* _TASK DESCRIPTION_
Your answer must be an exact copy of every record below.

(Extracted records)
//! Entity model
//!
//! An [`Entity`] is the domain payload a caller registers. Once persisted it is
//! wrapped in a [`Record`], which adds the store-generated identifier and the
//! immutable creation timestamp.

use crate::validation::{ValidatedKindName, ValidationError};
use chrono::{DateTime, Utc};
use serde::de::DeserializeOwned;
use serde::{Deserialize, Serialize};
use std::fmt::{self, Debug, Display};
use uuid::Uuid;

/// Identifier generated by a persistence store at insert time
#[derive(Debug, Clone, PartialEq, Eq, Hash, PartialOrd, Ord, Serialize, Deserialize)]
#[serde(transparent)]
pub struct EntityId(String);

impl EntityId {
    pub fn new(id: impl Into<String>) -> Self {
        Self(id.into())
    }

    /// Fresh globally unique identifier (UUID v4)
    pub fn generate() -> Self {
        Self(Uuid::new_v4().to_string())
    }

    pub fn as_str(&self) -> &str {
        &self.0
    }

    pub fn into_string(self) -> String {
        self.0
    }
}

impl Display for EntityId {
    fn fmt(&self, f: &mut fmt::Formatter<'_>) -> fmt::Result {
        f.write_str(&self.0)
    }
}

impl From<Uuid> for EntityId {
    fn from(id: Uuid) -> Self {
        Self(id.to_string())
    }
}

impl From<&str> for EntityId {
    fn from(id: &str) -> Self {
        Self(id.to_string())
    }
}

impl From<String> for EntityId {
    fn from(id: String) -> Self {
        Self(id)
    }
}

/// Validated singular/plural naming of an entity kind.
///
/// The singular name scopes point entries (`user:<id>`), the plural name scopes
/// listing entries (`users:<shape>`) and doubles as the table name.
#[derive(Debug, Clone, PartialEq, Eq, Hash)]
pub struct EntityKind {
    singular: ValidatedKindName,
    plural: ValidatedKindName,
}

impl EntityKind {
    /// Kind whose plural is formed by appending `s`
    pub fn new(singular: &str) -> Result<Self, ValidationError> {
        Self::with_plural(singular, &format!("{}s", singular))
    }

    pub fn with_plural(singular: &str, plural: &str) -> Result<Self, ValidationError> {
        let singular = ValidatedKindName::new(singular)?;
        let plural = ValidatedKindName::new(plural)?;
        if singular == plural {
            return Err(ValidationError::AmbiguousPlural(singular.to_string()));
        }
        Ok(Self { singular, plural })
    }

    /// Kind declared by an [`Entity`] implementation
    pub fn of<T: Entity>() -> Result<Self, ValidationError> {
        match T::PLURAL {
            Some(plural) => Self::with_plural(T::KIND, plural),
            None => Self::new(T::KIND),
        }
    }

    pub fn singular(&self) -> &str {
        self.singular.as_str()
    }

    pub fn plural(&self) -> &str {
        self.plural.as_str()
    }

    /// Table backing this kind in PostgreSQL
    pub fn table_name(&self) -> &str {
        self.plural.as_str()
    }
}

impl Display for EntityKind {
    fn fmt(&self, f: &mut fmt::Formatter<'_>) -> fmt::Result {
        f.write_str(self.singular())
    }
}

/// Domain record that can be registered through a persistence store
pub trait Entity: Serialize + DeserializeOwned + Clone + Debug + Send + Sync + 'static {
    /// Singular kind name, e.g. `"user"`
    const KIND: &'static str;

    /// Plural kind name; defaults to `KIND` + `s`
    const PLURAL: Option<&'static str> = None;

    /// Reject malformed input before anything reaches the store
    fn validate(&self) -> Result<(), ValidationError> {
        Ok(())
    }

    /// Value that must be unique across all records of this kind
    fn unique_key(&self) -> Option<String> {
        None
    }
}

/// A persisted entity: generated identifier, immutable creation time and the
/// entity's own fields flattened alongside them.
#[derive(Debug, Clone, PartialEq, Serialize, Deserialize)]
pub struct Record<T> {
    pub id: EntityId,
    pub created_at: DateTime<Utc>,
    #[serde(flatten)]
    pub fields: T,
}

impl<T> Record<T> {
    pub fn new(id: EntityId, created_at: DateTime<Utc>, fields: T) -> Self {
        Self {
            id,
            created_at,
            fields,
        }
    }
}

* _SOLUTION TO THE EXERCISE_
//! Entity model
//!
//! An [`Entity`] is the domain payload a caller registers. Once persisted it is
//! wrapped in a [`Record`], which adds the store-generated identifier and the
//! immutable creation timestamp.

use crate::validation::{ValidatedKindName, ValidationError};
use chrono::{DateTime, Utc};
use serde::de::DeserializeOwned;
use serde::{Deserialize, Serialize};
use std::fmt::{self, Debug, Display};
use uuid::Uuid;

/// Identifier generated by a persistence store at insert time
#[derive(Debug, Clone, PartialEq, Eq, Hash, PartialOrd, Ord, Serialize, Deserialize)]
#[serde(transparent)]
pub struct EntityId(String);

impl EntityId {
    pub fn new(id: impl Into<String>) -> Self {
        Self(id.into())
    }

    /// Fresh globally unique identifier (UUID v4)
    pub fn generate() -> Self {
        Self(Uuid::new_v4().to_string())
    }

    pub fn as_str(&self) -> &str {
        &self.0
    }

    pub fn into_string(self) -> String {
        self.0
    }
}

impl Display for EntityId {
    fn fmt(&self, f: &mut fmt::Formatter<'_>) -> fmt::Result {
        f.write_str(&self.0)
    }
}

impl From<Uuid> for EntityId {
    fn from(id: Uuid) -> Self {
        Self(id.to_string())
    }
}

impl From<&str> for EntityId {
    fn from(id: &str) -> Self {
        Self(id.to_string())
    }
}

impl From<String> for EntityId {
    fn from(id: String) -> Self {
        Self(id)
    }
}

/// Validated singular/plural naming of an entity kind.
///
/// The singular name scopes point entries (`user:<id>`), the plural name scopes
/// listing entries (`users:<shape>`) and doubles as the table name.
#[derive(Debug, Clone, PartialEq, Eq, Hash)]
pub struct EntityKind {
    singular: ValidatedKindName,
    plural: ValidatedKindName,
}

impl EntityKind {
    /// Kind whose plural is formed by appending `s`
    pub fn new(singular: &str) -> Result<Self, ValidationError> {
        Self::with_plural(singular, &format!("{}s", singular))
    }

    pub fn with_plural(singular: &str, plural: &str) -> Result<Self, ValidationError> {
        let singular = ValidatedKindName::new(singular)?;
        let plural = ValidatedKindName::new(plural)?;
        if singular == plural {
            return Err(ValidationError::AmbiguousPlural(singular.to_string()));
        }
        Ok(Self { singular, plural })
    }

    /// Kind declared by an [`Entity`] implementation
    pub fn of<T: Entity>() -> Result<Self, ValidationError> {
        match T::PLURAL {
            Some(plural) => Self::with_plural(T::KIND, plural),
            None => Self::new(T::KIND),
        }
    }

    pub fn singular(&self) -> &str {
        self.singular.as_str()
    }

    pub fn plural(&self) -> &str {
        self.plural.as_str()
    }

    /// Table backing this kind in PostgreSQL
    pub fn table_name(&self) -> &str {
        self.plural.as_str()
    }
}

impl Display for EntityKind {
    fn fmt(&self, f: &mut fmt::Formatter<'_>) -> fmt::Result {
        f.write_str(self.singular())
    }
}

/// Domain record that can be registered through a persistence store
pub trait Entity: Serialize + DeserializeOwned + Clone + Debug + Send + Sync + 'static {
    /// Singular kind name, e.g. `"user"`
    const KIND: &'static str;

    /// Plural kind name; defaults to `KIND` + `s`
    const PLURAL: Option<&'static str> = None;

    /// Reject malformed input before anything reaches the store
    fn validate(&self) -> Result<(), ValidationError> {
        Ok(())
    }

    /// Value that must be unique across all records of this kind
    fn unique_key(&self) -> Option<String> {
        None
    }
}

/// A persisted entity: generated identifier, immutable creation time and the
/// entity's own fields flattened alongside them.
#[derive(Debug, Clone, PartialEq, Serialize, Deserialize)]
pub struct Record<T> {
    pub id: EntityId,
    pub created_at: DateTime<Utc>,
    #[serde(flatten)]
    pub fields: T,
}

impl<T> Record<T> {
    pub fn new(id: EntityId, created_at: DateTime<Utc>, fields: T) -> Self {
        Self {
            id,
            created_at,
            fields,
        }
    }
}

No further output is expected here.